An intriguing dichotomy, Data would say, since Spiner, the
20th-century actor-turned-singer, is actually father to the man,
er, machine. He portrays Data, the 24th-century android officer, oh
the syndicated hit TV series "Star Trek: The Next Generation. "
But in real, terrestrial life, Spiner is outgoing, funny (Data
doesn't have the hang of humor yet), and not above a little lie or
two. ("I felt that, when Elvis died, a little piece of him came
into me. I'm kidding you.")
And this, while discussing Spiner's new album and Natalie Cole's
hit LP of duets with her famous father:
Spiner: "I wish I could've done an album with my dad, but
unfortunately he died when I was 10."
Star-Telegram: "Gee, what a shame. So your dad was in show
business?"
Spiner: "No, actually he was in the furniture business. That's
another reason why we never did an album together."

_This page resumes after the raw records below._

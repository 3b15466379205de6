use std::{
    collections::VecDeque,
    sync::{Arc, Mutex},
};

use futures::stream;
use tokio::sync::Notify;

use crate::{
    errors::{LanguageModelError, LanguageModelResult},
    language_model::{LanguageModel, LanguageModelStream},
    LanguageModelInput, ModelResponse, PartialModelResponse,
};

/// Result for a mocked `generate` call.
/// It can either be a full response or an error to return.
pub enum MockGenerateResult {
    Response(ModelResponse),
    Error(LanguageModelError),
}

impl MockGenerateResult {
    /// Construct a result that yields a response with the given text.
    pub fn text(text: impl Into<String>) -> Self {
        Self::Response(ModelResponse {
            text: text.into(),
            usage: None,
        })
    }

    /// Construct a result that yields the provided error.
    pub fn error(error: LanguageModelError) -> Self {
        Self::Error(error)
    }
}

impl From<ModelResponse> for MockGenerateResult {
    fn from(response: ModelResponse) -> Self {
        Self::Response(response)
    }
}

impl From<LanguageModelResult<ModelResponse>> for MockGenerateResult {
    fn from(result: LanguageModelResult<ModelResponse>) -> Self {
        match result {
            Ok(response) => Self::Response(response),
            Err(error) => Self::Error(error),
        }
    }
}

/// Result for a mocked `stream` call.
/// It can be a set of partial responses, partial responses followed by a
/// mid-stream error, or an error returned before any output.
pub enum MockStreamResult {
    Partials(Vec<PartialModelResponse>),
    PartialsThenError(Vec<PartialModelResponse>, LanguageModelError),
    Error(LanguageModelError),
}

impl MockStreamResult {
    /// Construct a result that streams the given text deltas.
    pub fn deltas<I, S>(deltas: I) -> Self
    where
        I: IntoIterator<Item = S>,
        S: Into<String>,
    {
        Self::Partials(
            deltas
                .into_iter()
                .map(|delta| PartialModelResponse {
                    delta: Some(delta.into()),
                    usage: None,
                })
                .collect(),
        )
    }

    /// Construct a result that yields the provided error.
    pub fn error(error: LanguageModelError) -> Self {
        Self::Error(error)
    }
}

impl From<Vec<PartialModelResponse>> for MockStreamResult {
    fn from(partials: Vec<PartialModelResponse>) -> Self {
        Self::Partials(partials)
    }
}

#[derive(Default)]
struct MockLanguageModelState {
    mocked_generate_results: VecDeque<MockGenerateResult>,
    mocked_stream_results: VecDeque<MockStreamResult>,
    tracked_generate_inputs: Vec<LanguageModelInput>,
    tracked_stream_inputs: Vec<LanguageModelInput>,
}

/// A mock language model for testing that tracks inputs and yields predefined outputs.
pub struct MockLanguageModel {
    provider: &'static str,
    model_id: String,
    gate: Option<Arc<Notify>>,
    state: Mutex<MockLanguageModelState>,
}

impl Default for MockLanguageModel {
    fn default() -> Self {
        Self {
            provider: "mock",
            model_id: "mock-model".to_string(),
            gate: None,
            state: Mutex::new(MockLanguageModelState::default()),
        }
    }
}

impl MockLanguageModel {
    /// Construct a new mock language model instance.
    pub fn new() -> Self {
        Self::default()
    }

    /// Hold every call until the returned gate is notified once per call.
    pub fn gated(mut self) -> (Self, Arc<Notify>) {
        let gate = Arc::new(Notify::new());
        self.gate = Some(gate.clone());
        (self, gate)
    }

    /// Enqueue one or more mocked generate results.
    pub fn enqueue_generate_results<I>(&self, results: I) -> &Self
    where
        I: IntoIterator<Item = MockGenerateResult>,
    {
        let mut state = self.state.lock().expect("mock state poisoned");
        state.mocked_generate_results.extend(results);
        drop(state);
        self
    }

    /// Convenience to enqueue a single mocked generate result.
    pub fn enqueue_generate<R>(&self, result: R) -> &Self
    where
        R: Into<MockGenerateResult>,
    {
        self.enqueue_generate_results(std::iter::once(result.into()))
    }

    /// Convenience to enqueue a single mocked stream result.
    pub fn enqueue_stream<R>(&self, result: R) -> &Self
    where
        R: Into<MockStreamResult>,
    {
        let mut state = self.state.lock().expect("mock state poisoned");
        state.mocked_stream_results.push_back(result.into());
        drop(state);
        self
    }

    /// Retrieve the tracked generate inputs accumulated so far.
    pub fn tracked_generate_inputs(&self) -> Vec<LanguageModelInput> {
        let state = self.state.lock().expect("mock state poisoned");
        state.tracked_generate_inputs.clone()
    }

    /// Retrieve the tracked stream inputs accumulated so far.
    pub fn tracked_stream_inputs(&self) -> Vec<LanguageModelInput> {
        let state = self.state.lock().expect("mock state poisoned");
        state.tracked_stream_inputs.clone()
    }

    async fn wait_for_gate(&self) {
        if let Some(gate) = &self.gate {
            gate.notified().await;
        }
    }
}

#[async_trait::async_trait]
impl LanguageModel for MockLanguageModel {
    fn provider(&self) -> &'static str {
        self.provider
    }

    fn model_id(&self) -> String {
        self.model_id.clone()
    }

    async fn generate(&self, input: LanguageModelInput) -> LanguageModelResult<ModelResponse> {
        self.state
            .lock()
            .expect("mock state poisoned")
            .tracked_generate_inputs
            .push(input);

        self.wait_for_gate().await;

        let result = self
            .state
            .lock()
            .expect("mock state poisoned")
            .mocked_generate_results
            .pop_front()
            .ok_or_else(|| {
                LanguageModelError::Invariant(
                    self.provider,
                    "no mocked generate results available".into(),
                )
            })?;

        match result {
            MockGenerateResult::Response(response) => Ok(response),
            MockGenerateResult::Error(error) => Err(error),
        }
    }

    async fn stream(&self, input: LanguageModelInput) -> LanguageModelResult<LanguageModelStream> {
        self.state
            .lock()
            .expect("mock state poisoned")
            .tracked_stream_inputs
            .push(input);

        self.wait_for_gate().await;

        let result = self
            .state
            .lock()
            .expect("mock state poisoned")
            .mocked_stream_results
            .pop_front()
            .ok_or_else(|| {
                LanguageModelError::Invariant(
                    self.provider,
                    "no mocked stream results available".into(),
                )
            })?;

        match result {
            MockStreamResult::Error(error) => Err(error),
            MockStreamResult::Partials(partials) => Ok(LanguageModelStream::from_stream(
                stream::iter(partials.into_iter().map(Ok)),
            )),
            MockStreamResult::PartialsThenError(partials, error) => {
                let items = partials
                    .into_iter()
                    .map(Ok)
                    .chain(std::iter::once(Err(error)))
                    .collect::<Vec<_>>();
                Ok(LanguageModelStream::from_stream(stream::iter(items)))
            }
        }
    }
}
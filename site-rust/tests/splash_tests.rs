use portfolio_site::{
    splash::{SPLASH_EXIT_FOR, SPLASH_VISIBLE_FOR},
    start_splash, Lifecycle, SplashPhase,
};
use std::time::Duration;

#[tokio::test(start_paused = true)]
async fn splash_runs_visible_exiting_done() {
    let lifecycle = Lifecycle::mount();
    let phase = start_splash(&lifecycle);
    assert_eq!(*phase.borrow(), SplashPhase::Visible);

    tokio::time::sleep(SPLASH_VISIBLE_FOR - Duration::from_millis(1)).await;
    assert_eq!(*phase.borrow(), SplashPhase::Visible);

    tokio::time::sleep(Duration::from_millis(2)).await;
    assert_eq!(*phase.borrow(), SplashPhase::Exiting);

    tokio::time::sleep(SPLASH_EXIT_FOR).await;
    assert_eq!(*phase.borrow(), SplashPhase::Done);
}

#[tokio::test(start_paused = true)]
async fn unmount_freezes_the_splash() {
    let lifecycle = Lifecycle::mount();
    let phase = start_splash(&lifecycle);

    tokio::time::sleep(SPLASH_VISIBLE_FOR + Duration::from_millis(1)).await;
    lifecycle.unmount();
    tokio::time::sleep(SPLASH_EXIT_FOR * 2).await;

    assert_eq!(*phase.borrow(), SplashPhase::Exiting);
}
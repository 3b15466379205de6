//! Test doubles for the language model and form relay interfaces.

mod model;
mod relay;

pub use model::{MockGenerateResult, MockLanguageModel, MockStreamResult};
pub use relay::{MockFormRelay, MockRelayResult};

Data, of course, is programmed to tell the truth, the whole
truth, and at great length. He's positively positronic.
Back before all the technology, Spiner was delighting Fort
Worth, Texas, audiences during the early 1970s in a pair of Casa
Manana theater productions and, ever the dutiful android, Spiner
hasn't forgotten.
"I certainly do (remember)," Spiner said during a phone
interview last week from the "Star Trek" set. "I almost came (to
play at Casa) again, when I was in New York. Casa Manana was the
one and only, quote unquote, summer stock experience of my career."
Spiner worked with guest director Cecil Pickett at Casa, whom he
calls "one of the great teachers of all time."
Spiner should know. He was Pickett's student, both in high
school and at the University of Houston.
He went to Bellaire High School in Houston, a place full of
influences for an aspiring student actor.
"The principal of the school was Dana Andrews' brother. In my
drama class were Randy and Dennis Quaid, and Cindy Pickett (Cecil
Pickett's daughter)," he said.
"It's funny, but in New York I studied at the Strasbourg
Institute for a while. I never see any of those people, but I run
into people from my high school all the time."
(Intriguing, Data would say.)
Spiner got his Equity card at the Houston Music Theatre, "but I
was just a kid in the chorus." He never worked at theaters in
Houston, but left for New York after college graduation. He did a
number of off-Broadway plays, finally landing in a public theater
production of "The Seagull" with Joseph Papp. He went on to
appear in the Broadway musical productions of "Sunday in the Park
With George," "The Three Musketeers" and "Big River."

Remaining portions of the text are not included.